§ Available data:
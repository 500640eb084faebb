//! Telemetry records the host simulation feeds into the detection core.
//!
//! The host OWNS the ground truth: positions, attacks, mining and damage
//! arrive here already resolved. The core never asks the world "where is X"
//! beyond the narrow query surface it declares itself.

use crate::math::Vec3;
use serde::{Deserialize, Serialize};
use std::fmt;

/// Stable identifier of a tracked entity.
#[derive(Clone, Copy, Debug, Default, PartialEq, Eq, PartialOrd, Ord, Hash, Serialize, Deserialize)]
#[serde(transparent)]
pub struct EntityId(pub u64);

impl fmt::Display for EntityId {
    fn fmt(&self, f: &mut fmt::Formatter<'_>) -> fmt::Result {
        write!(f, "#{}", self.0)
    }
}

/// Host time in milliseconds. Monotonic per entity except across teleports.
pub type TimestampMs = u64;

/// What kind of entity was hit by an attack.
#[derive(Clone, Copy, Debug, Default, PartialEq, Eq, Hash, Serialize, Deserialize)]
#[serde(rename_all = "snake_case")]
pub enum TargetKind {
    /// Another tracked player (entity-vs-entity combat).
    #[default]
    Player,
    /// A simulated creature (entity-vs-creature combat).
    Creature,
}

/// Value class of a mined block.
#[derive(Clone, Copy, Debug, Default, PartialEq, Eq, Hash, Serialize, Deserialize)]
#[serde(rename_all = "snake_case")]
pub enum BlockClass {
    /// High-value ore.
    RareOre,
    /// Filler material dug through on the way to ore.
    Common,
    /// Anything else; counted per identifier only.
    #[default]
    Other,
}

/// An entity became tracked.
#[derive(Clone, Debug, PartialEq, Serialize, Deserialize)]
pub struct EntityJoined {
    /// Entity identifier.
    pub id: EntityId,
    /// Human-readable name used in violation details.
    pub display_name: String,
    /// Spawn position.
    pub position: Vec3,
    /// Host time.
    pub time_ms: TimestampMs,
}

/// An entity stopped being tracked.
#[derive(Clone, Copy, Debug, PartialEq, Eq, Serialize, Deserialize)]
pub struct EntityLeft {
    /// Entity identifier.
    pub id: EntityId,
}

/// Movement telemetry.
#[derive(Clone, Copy, Debug, PartialEq, Serialize, Deserialize)]
pub struct PositionSample {
    /// Entity identifier.
    pub id: EntityId,
    /// Reported position.
    pub position: Vec3,
    /// Facing yaw in degrees.
    #[serde(default)]
    pub yaw: f32,
    /// Facing pitch in degrees.
    #[serde(default)]
    pub pitch: f32,
    /// Host's on-ground flag.
    pub on_ground: bool,
    /// Host-reported vertical velocity (units/s), when the host tracks one.
    #[serde(default)]
    pub vertical_velocity: Option<f64>,
    /// Host time.
    pub time_ms: TimestampMs,
}

/// The host moved an entity discontinuously (teleport, respawn, correction).
#[derive(Clone, Copy, Debug, PartialEq, Serialize, Deserialize)]
pub struct Teleported {
    /// Entity identifier.
    pub id: EntityId,
    /// Destination.
    pub position: Vec3,
    /// Host time.
    pub time_ms: TimestampMs,
}

/// An entity attacked another.
#[derive(Clone, Copy, Debug, PartialEq, Eq, Serialize, Deserialize)]
pub struct AttackSample {
    /// Attacker.
    pub id: EntityId,
    /// Attacked entity.
    pub target: EntityId,
    /// Kind of the attacked entity.
    #[serde(default)]
    pub target_kind: TargetKind,
    /// Host time.
    pub time_ms: TimestampMs,
}

/// An entity broke a block.
#[derive(Clone, Debug, PartialEq, Eq, Serialize, Deserialize)]
pub struct BlockMinedSample {
    /// Miner.
    pub id: EntityId,
    /// Host block identifier, e.g. `minecraft:diamond_ore`.
    pub block_id: String,
    /// Class assigned by the host.
    #[serde(default)]
    pub class: BlockClass,
    /// Host time.
    pub time_ms: TimestampMs,
}

/// The host applied fall damage to an entity.
#[derive(Clone, Copy, Debug, PartialEq, Serialize, Deserialize)]
pub struct FallDamageSample {
    /// Entity identifier.
    pub id: EntityId,
    /// Damage applied (health units).
    pub amount: f64,
    /// Host time.
    pub time_ms: TimestampMs,
}

/// Host-reported conditions that exempt an entity from some checks.
///
/// Queried per evaluation, never cached by the core.
#[derive(Clone, Copy, Debug, Default, PartialEq, Eq, Serialize, Deserialize)]
#[serde(default)]
pub struct ExemptionFlags {
    /// Creative / spectator equivalent: exempt from everything.
    pub in_creative_or_spectator: bool,
    /// Allowed to fly.
    pub has_flight_permission: bool,
    /// Riding a carrier (vehicle equivalent).
    pub is_mounted: bool,
    /// Gliding (elytra equivalent).
    pub is_gliding: bool,
    /// Levitation effect active.
    pub has_levitation: bool,
    /// Slow-falling effect active.
    pub has_slow_falling: bool,
    /// Sprinting.
    pub is_sprinting: bool,
    /// Speed-boost effect level (0 = none).
    pub speed_effect_level: u8,
    /// Slowness effect level (0 = none).
    pub slowness_effect_level: u8,
    /// Touching or submerged in liquid.
    pub in_liquid: bool,
    /// Jump-boost effect active.
    pub has_jump_boost: bool,
}

impl ExemptionFlags {
    /// Exempt from horizontal movement checks.
    #[must_use]
    pub const fn movement_exempt(&self) -> bool {
        self.in_creative_or_spectator || self.is_mounted
    }

    /// Exempt from airborne checks (flight, fall suppression).
    #[must_use]
    pub const fn airborne_exempt(&self) -> bool {
        self.in_creative_or_spectator
            || self.has_flight_permission
            || self.is_mounted
            || self.is_gliding
            || self.has_levitation
            || self.has_slow_falling
    }

    /// Exempt from combat and mining checks.
    #[must_use]
    pub const fn interaction_exempt(&self) -> bool {
        self.in_creative_or_spectator
    }
}

/// Every telemetry input the core consumes, as one stream.
#[derive(Clone, Debug, PartialEq, Serialize, Deserialize)]
#[serde(tag = "kind", rename_all = "snake_case")]
pub enum Telemetry {
    /// Entity joined.
    Joined(EntityJoined),
    /// Entity left.
    Left(EntityLeft),
    /// Position sample.
    Position(PositionSample),
    /// Teleport / re-baseline signal.
    Teleported(Teleported),
    /// Attack sample.
    Attack(AttackSample),
    /// Block mined sample.
    BlockMined(BlockMinedSample),
    /// Fall damage sample.
    FallDamage(FallDamageSample),
    /// Periodic trigger.
    Tick {
        /// Host time.
        time_ms: TimestampMs,
    },
}

#[cfg(test)]
mod tests {
    use super::*;

    #[test]
    fn test_airborne_exemptions() {
        let flags = ExemptionFlags::default();
        assert!(!flags.airborne_exempt());

        let gliding = ExemptionFlags { is_gliding: true, ..Default::default() };
        assert!(gliding.airborne_exempt());
        assert!(!gliding.movement_exempt());

        let mounted = ExemptionFlags { is_mounted: true, ..Default::default() };
        assert!(mounted.movement_exempt());
    }

    #[test]
    fn test_telemetry_from_toml() {
        #[derive(Deserialize)]
        struct Stream {
            events: Vec<Telemetry>,
        }

        let text = r#"
            [[events]]
            kind = "position"
            id = 7
            position = { x = 1.0, y = 64.0, z = -2.5 }
            on_ground = true
            time_ms = 50

            [[events]]
            kind = "tick"
            time_ms = 50
        "#;

        let stream: Stream = toml::from_str(text).unwrap();
        assert_eq!(stream.events.len(), 2);
        assert_eq!(stream.events[1], Telemetry::Tick { time_ms: 50 });
        match &stream.events[0] {
            Telemetry::Position(p) => {
                assert_eq!(p.id, EntityId(7));
                assert_eq!(p.position, Vec3::new(1.0, 64.0, -2.5));
                assert!(p.vertical_velocity.is_none());
            }
            other => panic!("unexpected event {other:?}"),
        }
    }
}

§ Try it:
Copy out the data exactly as it stands, leaving nothing out.

§ Task result:
repository 500640eb084faebb
//! Telemetry records the host simulation feeds into the detection core.
//!
//! The host OWNS the ground truth: positions, attacks, mining and damage
//! arrive here already resolved. The core never asks the world "where is X"
//! beyond the narrow query surface it declares itself.

use crate::math::Vec3;
use serde::{Deserialize, Serialize};
use std::fmt;

/// Stable identifier of a tracked entity.
#[derive(Clone, Copy, Debug, Default, PartialEq, Eq, PartialOrd, Ord, Hash, Serialize, Deserialize)]
#[serde(transparent)]
pub struct EntityId(pub u64);

impl fmt::Display for EntityId {
    fn fmt(&self, f: &mut fmt::Formatter<'_>) -> fmt::Result {
        write!(f, "#{}", self.0)
    }
}

/// Host time in milliseconds. Monotonic per entity except across teleports.
pub type TimestampMs = u64;

/// What kind of entity was hit by an attack.
#[derive(Clone, Copy, Debug, Default, PartialEq, Eq, Hash, Serialize, Deserialize)]
#[serde(rename_all = "snake_case")]
pub enum TargetKind {
    /// Another tracked player (entity-vs-entity combat).
    #[default]
    Player,
    /// A simulated creature (entity-vs-creature combat).
    Creature,
}

/// Value class of a mined block.
#[derive(Clone, Copy, Debug, Default, PartialEq, Eq, Hash, Serialize, Deserialize)]
#[serde(rename_all = "snake_case")]
pub enum BlockClass {
    /// High-value ore.
    RareOre,
    /// Filler material dug through on the way to ore.
    Common,
    /// Anything else; counted per identifier only.
    #[default]
    Other,
}

/// An entity became tracked.
#[derive(Clone, Debug, PartialEq, Serialize, Deserialize)]
pub struct EntityJoined {
    /// Entity identifier.
    pub id: EntityId,
    /// Human-readable name used in violation details.
    pub display_name: String,
    /// Spawn position.
    pub position: Vec3,
    /// Host time.
    pub time_ms: TimestampMs,
}

/// An entity stopped being tracked.
#[derive(Clone, Copy, Debug, PartialEq, Eq, Serialize, Deserialize)]
pub struct EntityLeft {
    /// Entity identifier.
    pub id: EntityId,
}

/// Movement telemetry.
#[derive(Clone, Copy, Debug, PartialEq, Serialize, Deserialize)]
pub struct PositionSample {
    /// Entity identifier.
    pub id: EntityId,
    /// Reported position.
    pub position: Vec3,
    /// Facing yaw in degrees.
    #[serde(default)]
    pub yaw: f32,
    /// Facing pitch in degrees.
    #[serde(default)]
    pub pitch: f32,
    /// Host's on-ground flag.
    pub on_ground: bool,
    /// Host-reported vertical velocity (units/s), when the host tracks one.
    #[serde(default)]
    pub vertical_velocity: Option<f64>,
    /// Host time.
    pub time_ms: TimestampMs,
}

/// The host moved an entity discontinuously (teleport, respawn, correction).
#[derive(Clone, Copy, Debug, PartialEq, Serialize, Deserialize)]
pub struct Teleported {
    /// Entity identifier.
    pub id: EntityId,
    /// Destination.
    pub position: Vec3,
    /// Host time.
    pub time_ms: TimestampMs,
}

/// An entity attacked another.
#[derive(Clone, Copy, Debug, PartialEq, Eq, Serialize, Deserialize)]
pub struct AttackSample {
    /// Attacker.
    pub id: EntityId,
    /// Attacked entity.
    pub target: EntityId,
    /// Kind of the attacked entity.
    #[serde(default)]
    pub target_kind: TargetKind,
    /// Host time.
    pub time_ms: TimestampMs,
}

/// An entity broke a block.
#[derive(Clone, Debug, PartialEq, Eq, Serialize, Deserialize)]
pub struct BlockMinedSample {
    /// Miner.
    pub id: EntityId,
    /// Host block identifier, e.g. `minecraft:diamond_ore`.
    pub block_id: String,
    /// Class assigned by the host.
    #[serde(default)]
    pub class: BlockClass,
    /// Host time.
    pub time_ms: TimestampMs,
}

/// The host applied fall damage to an entity.
#[derive(Clone, Copy, Debug, PartialEq, Serialize, Deserialize)]
pub struct FallDamageSample {
    /// Entity identifier.
    pub id: EntityId,
    /// Damage applied (health units).
    pub amount: f64,
    /// Host time.
    pub time_ms: TimestampMs,
}

/// Host-reported conditions that exempt an entity from some checks.
///
/// Queried per evaluation, never cached by the core.
#[derive(Clone, Copy, Debug, Default, PartialEq, Eq, Serialize, Deserialize)]
#[serde(default)]
pub struct ExemptionFlags {
    /// Creative / spectator equivalent: exempt from everything.
    pub in_creative_or_spectator: bool,
    /// Allowed to fly.
    pub has_flight_permission: bool,
    /// Riding a carrier (vehicle equivalent).
    pub is_mounted: bool,
    /// Gliding (elytra equivalent).
    pub is_gliding: bool,
    /// Levitation effect active.
    pub has_levitation: bool,
    /// Slow-falling effect active.
    pub has_slow_falling: bool,
    /// Sprinting.
    pub is_sprinting: bool,
    /// Speed-boost effect level (0 = none).
    pub speed_effect_level: u8,
    /// Slowness effect level (0 = none).
    pub slowness_effect_level: u8,
    /// Touching or submerged in liquid.
    pub in_liquid: bool,
    /// Jump-boost effect active.
    pub has_jump_boost: bool,
}

impl ExemptionFlags {
    /// Exempt from horizontal movement checks.
    #[must_use]
    pub const fn movement_exempt(&self) -> bool {
        self.in_creative_or_spectator || self.is_mounted
    }

    /// Exempt from airborne checks (flight, fall suppression).
    #[must_use]
    pub const fn airborne_exempt(&self) -> bool {
        self.in_creative_or_spectator
            || self.has_flight_permission
            || self.is_mounted
            || self.is_gliding
            || self.has_levitation
            || self.has_slow_falling
    }

    /// Exempt from combat and mining checks.
    #[must_use]
    pub const fn interaction_exempt(&self) -> bool {
        self.in_creative_or_spectator
    }
}

/// Every telemetry input the core consumes, as one stream.
#[derive(Clone, Debug, PartialEq, Serialize, Deserialize)]
#[serde(tag = "kind", rename_all = "snake_case")]
pub enum Telemetry {
    /// Entity joined.
    Joined(EntityJoined),
    /// Entity left.
    Left(EntityLeft),
    /// Position sample.
    Position(PositionSample),
    /// Teleport / re-baseline signal.
    Teleported(Teleported),
    /// Attack sample.
    Attack(AttackSample),
    /// Block mined sample.
    BlockMined(BlockMinedSample),
    /// Fall damage sample.
    FallDamage(FallDamageSample),
    /// Periodic trigger.
    Tick {
        /// Host time.
        time_ms: TimestampMs,
    },
}

#[cfg(test)]
mod tests {
    use super::*;

    #[test]
    fn test_airborne_exemptions() {
        let flags = ExemptionFlags::default();
        assert!(!flags.airborne_exempt());

        let gliding = ExemptionFlags { is_gliding: true, ..Default::default() };
        assert!(gliding.airborne_exempt());
        assert!(!gliding.movement_exempt());

        let mounted = ExemptionFlags { is_mounted: true, ..Default::default() };
        assert!(mounted.movement_exempt());
    }

    #[test]
    fn test_telemetry_from_toml() {
        #[derive(Deserialize)]
        struct Stream {
            events: Vec<Telemetry>,
        }

        let text = r#"
            [[events]]
            kind = "position"
            id = 7
            position = { x = 1.0, y = 64.0, z = -2.5 }
            on_ground = true
            time_ms = 50

            [[events]]
            kind = "tick"
            time_ms = 50
        "#;

        let stream: Stream = toml::from_str(text).unwrap();
        assert_eq!(stream.events.len(), 2);
        assert_eq!(stream.events[1], Telemetry::Tick { time_ms: 50 });
        match &stream.events[0] {
            Telemetry::Position(p) => {
                assert_eq!(p.id, EntityId(7));
                assert_eq!(p.position, Vec3::new(1.0, 64.0, -2.5));
                assert!(p.vertical_velocity.is_none());
            }
            other => panic!("unexpected event {other:?}"),
        }
    }
}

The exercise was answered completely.